Data section Start Marker

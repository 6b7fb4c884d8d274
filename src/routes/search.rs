use axum::extract::State;
use axum::Json;
use serde::Deserialize;

use crate::routes::error::ApiResult;
use crate::search::{self, SearchOptions};
use crate::state::AppState;

fn default_limit() -> usize {
    10
}

#[derive(Debug, Deserialize)]
pub struct SearchRequest {
    pub query: String,
    #[serde(default = "default_limit")]
    pub limit: usize,
    #[serde(default)]
    pub options: SearchOptions,
}

pub async fn search(
    State(state): State<AppState>,
    Json(req): Json<SearchRequest>,
) -> ApiResult<Json<search::SearchResponse>> {
    let response = search::search(
        &state.ctx.config,
        &state.ctx.reranker_model_dir(),
        &state.ctx.store,
        state.ctx.embeddings.as_ref(),
        &req.query,
        req.limit,
        req.options,
    )
    .await?;

    Ok(Json(response))
}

Data section End Marker

### What you should do:
Once a line of the records is found to contain "axum", copy it out.

### Task output:
use axum::extract::State;
use axum::Json;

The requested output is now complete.